71Bergson refuse l’universalité abstraite du jugement de goût car l’art ne se juge que qualitativement. Tout jugement provenant des catégories de la quantité prétendrait définir une mesure commune de ce qui, en réalité, demeure incommensurable. Cette singularité de notre relation à l’œuvre d’art découle de la critique des grandeurs intensives. L’universalité du jugement de goût supposerait une réduction de la qualité à une donnée quantitative. Tout chef-d’œuvre tient sa valeur de sa singularité et de son originalité, de même que toute durée en tant que multiplicité qualitative constitue une individuation.

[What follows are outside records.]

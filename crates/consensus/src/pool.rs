//! Vote and proposal collection (MsgPool).
//!
//! Votes are grouped per (height, level). Within a level each author may
//! cast one block vote and one new-view vote. A QC is produced exactly once,
//! by the vote that first brings a block (or the new-view set) to quorum.
//!
//! Signatures are checked by the caller before votes reach the pool.

use std::collections::{BTreeMap, HashMap, HashSet};

use hotchain_types::Hash;
use thiserror::Error;
use tracing::{debug, trace};

use crate::types::{ProposalData, QuorumCert, ValidatorIndex, Vote};

/// MsgPool errors.
#[derive(Debug, Error, PartialEq, Eq)]
pub enum PoolError {
    /// An author voted for two different blocks at the same level
    #[error("duplicate vote from {author} at h={height} l={level}")]
    DuplicateVote {
        /// Author
        author: ValidatorIndex,
        /// Height
        height: u64,
        /// Level
        level: u64,
    },

    /// A second, different proposal for the same (height, level)
    #[error("conflicting proposal at h={height} l={level}")]
    ConflictingProposal {
        /// Height
        height: u64,
        /// Level
        level: u64,
    },
}

/// Result type for pool operations
pub type PoolResult<T> = Result<T, PoolError>;

/// Votes cast at one (height, level).
#[derive(Debug, Clone, Default)]
pub struct LevelVoteSet {
    votes: HashMap<(ValidatorIndex, bool), Vote>,
    by_block: HashMap<Hash, Vec<ValidatorIndex>>,
    new_view: Vec<ValidatorIndex>,
    certified: HashSet<(bool, Hash)>,
}

impl LevelVoteSet {
    /// Add `vote`; returns a QC when it completes a quorum for the first time.
    pub fn add_vote(&mut self, vote: Vote, quorum: usize) -> PoolResult<Option<QuorumCert>> {
        let key = (vote.author_idx, vote.new_view);
        if let Some(existing) = self.votes.get(&key) {
            if existing.block_id == vote.block_id {
                trace!(author = vote.author_idx, "ignoring repeated vote");
                return Ok(None);
            }
            return Err(PoolError::DuplicateVote {
                author: vote.author_idx,
                height: vote.height,
                level: vote.level,
            });
        }

        let (height, level, epoch_id, block_id, new_view) =
            (vote.height, vote.level, vote.epoch_id, vote.block_id, vote.new_view);
        let tally = if new_view {
            self.new_view.push(vote.author_idx);
            self.new_view.len()
        } else {
            let voters = self.by_block.entry(block_id).or_default();
            voters.push(vote.author_idx);
            voters.len()
        };
        self.votes.insert(key, vote);

        if tally < quorum || !self.certified.insert((new_view, block_id)) {
            return Ok(None);
        }

        let voters = if new_view {
            &self.new_view
        } else {
            &self.by_block[&block_id]
        };
        let votes = voters
            .iter()
            .filter_map(|author| self.votes.get(&(*author, new_view)).cloned())
            .collect();

        debug!(
            height,
            level,
            new_view,
            block_hash = hex::encode(&block_id[..8]),
            votes = tally,
            quorum,
            "Quorum reached"
        );

        Ok(Some(QuorumCert {
            height,
            level,
            epoch_id,
            block_id,
            new_view,
            votes,
        }))
    }

    /// Total votes held.
    pub fn len(&self) -> usize {
        self.votes.len()
    }

    /// Whether no vote was added.
    pub fn is_empty(&self) -> bool {
        self.votes.is_empty()
    }

    /// Block votes for `block_id`.
    pub fn votes_for(&self, block_id: &Hash) -> usize {
        self.by_block.get(block_id).map_or(0, Vec::len)
    }

    /// New-view votes.
    pub fn new_view_votes(&self) -> usize {
        self.new_view.len()
    }
}

/// Votes and proposals above the committed height.
#[derive(Debug, Default)]
pub struct MsgPool {
    votes: BTreeMap<(u64, u64), LevelVoteSet>,
    proposals: BTreeMap<(u64, u64), ProposalData>,
}

impl MsgPool {
    /// Empty pool.
    pub fn new() -> Self {
        Self::default()
    }

    /// Add a verified vote. See [`LevelVoteSet::add_vote`].
    pub fn add_vote(&mut self, vote: Vote, quorum: usize) -> PoolResult<Option<QuorumCert>> {
        self.votes
            .entry((vote.height, vote.level))
            .or_default()
            .add_vote(vote, quorum)
    }

    /// Votes at (height, level).
    pub fn level_votes(&self, height: u64, level: u64) -> Option<&LevelVoteSet> {
        self.votes.get(&(height, level))
    }

    /// Record a proposal. Returns `false` when the same proposal was already
    /// recorded.
    pub fn insert_proposal(&mut self, proposal: &ProposalData) -> PoolResult<bool> {
        let key = (proposal.height, proposal.level);
        match self.proposals.get(&key) {
            Some(existing) if existing.block.hash() == proposal.block.hash() => Ok(false),
            Some(_) => Err(PoolError::ConflictingProposal {
                height: proposal.height,
                level: proposal.level,
            }),
            None => {
                self.proposals.insert(key, proposal.clone());
                Ok(true)
            }
        }
    }

    /// Proposal at (height, level).
    pub fn proposal(&self, height: u64, level: u64) -> Option<&ProposalData> {
        self.proposals.get(&(height, level))
    }

    /// Drop everything at or below `committed_height`.
    pub fn prune(&mut self, committed_height: u64) {
        let before = self.votes.len() + self.proposals.len();
        self.votes.retain(|(h, _), _| *h > committed_height);
        self.proposals.retain(|(h, _), _| *h > committed_height);
        let removed = before - (self.votes.len() + self.proposals.len());
        if removed > 0 {
            trace!(committed_height, removed, "pruned msg pool");
        }
    }

    /// Number of (height, level) slots holding votes.
    pub fn vote_levels(&self) -> usize {
        self.votes.len()
    }
}
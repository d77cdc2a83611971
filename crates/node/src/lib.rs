//! # Hotchain Node
//!
//! Glue between the chained-HotStuff engine and the execution snapshots:
//!
//! - [`executor`] - the devnet bank VM, parallel and sequential block execution
//! - [`block_builder`] - answers `ProposeState` with an executed block
//! - [`verifier`] - re-executes proposals before the engine votes
//! - [`committer`] - persists certified blocks and retires their snapshots
//! - [`network`] - loopback transport for in-process validators
//! - [`devnet`] - wires a whole validator set inside one process
//!
//! ```text
//!  ProposeState ──► BlockBuilder ──► ProposedBlock ──► engine
//!                        │                               │
//!                        ▼                               ▼
//!                  BlockExecutor ◄── ExecutingVerifier ◄─┤
//!                        │                               │
//!                 SnapshotManager ◄── LedgerCommitter ◄──┘
//! ```

#![warn(missing_docs)]
#![warn(rust_2018_idioms)]
#![deny(unsafe_code)]

pub mod block_builder;
pub mod committer;
pub mod devnet;
pub mod executor;
pub mod network;
pub mod verifier;

pub use block_builder::BlockBuilder;
pub use committer::LedgerCommitter;
pub use devnet::{Devnet, DevnetNode};
pub use executor::{BlockExecutor, ExecutionError, ExecutionOutput, ExecutionResult};
pub use network::{LoopbackHub, LoopbackNet};
pub use verifier::ExecutingVerifier;

/// Crate version.
pub const VERSION: &str = env!("CARGO_PKG_VERSION");

/// Configuration file read by `hotchain start` when none is given.
pub const DEFAULT_CONFIG_FILE: &str = "hotchain.toml";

72Soulignons l’originalité des points de vue respectifs de Kant et de Bergson relativement à la valeur accordée aux œuvres d’art. D’ordinaire, la question du jugement de goût se réduit à deux thèses opposées. Dans le relativisme, le beau dépend toujours de l’individualité du sujet. C’est pourquoi il possède une valeur singulière et subjective liée au regard spécifique du spectateur. Au contraire dans le réalisme des essences, ou point de vue platonicien, le Beau constitue une réalité en soi qui peut revendiquer une valeur d’universalité. Or nos deux auteurs font exception au sein de ce découpage classique. Kant admet une beauté à la fois subjective et universelle tandis que Bergson voit dans l’œuvre d’art la révélation d’un réel en soi dans une relation singulière, bien que cette singularité élève au-delà d’elle-même vers un universel qualitatif.
73Selon Kant, l’universalité de droit du jugement de goût permet de postuler l’existence d’un sens commun esthétique. Une longue tradition exégétique allant des post-kantiens jusqu’à Alexis Philonenko part de ce postulat pour décrire la naissance d’une intersubjectivité dont le sens dépasserait le domaine esthétique, et s’étendrait à l’ordre moral et politique65. Il conviendrait là encore de convoquer l’œuvre de Beethoven, dont l’Ode à la joie constitue, grâce aux paroles de Schiller, un chant dédié à la fraternité. Dans sa volonté d’universaliser son esthétique, Beethoven se réclamait de la morale kantienne66. Il constitue ici le point d’articulation entre Kant dont il hérite et Bergson qui se réfère à lui.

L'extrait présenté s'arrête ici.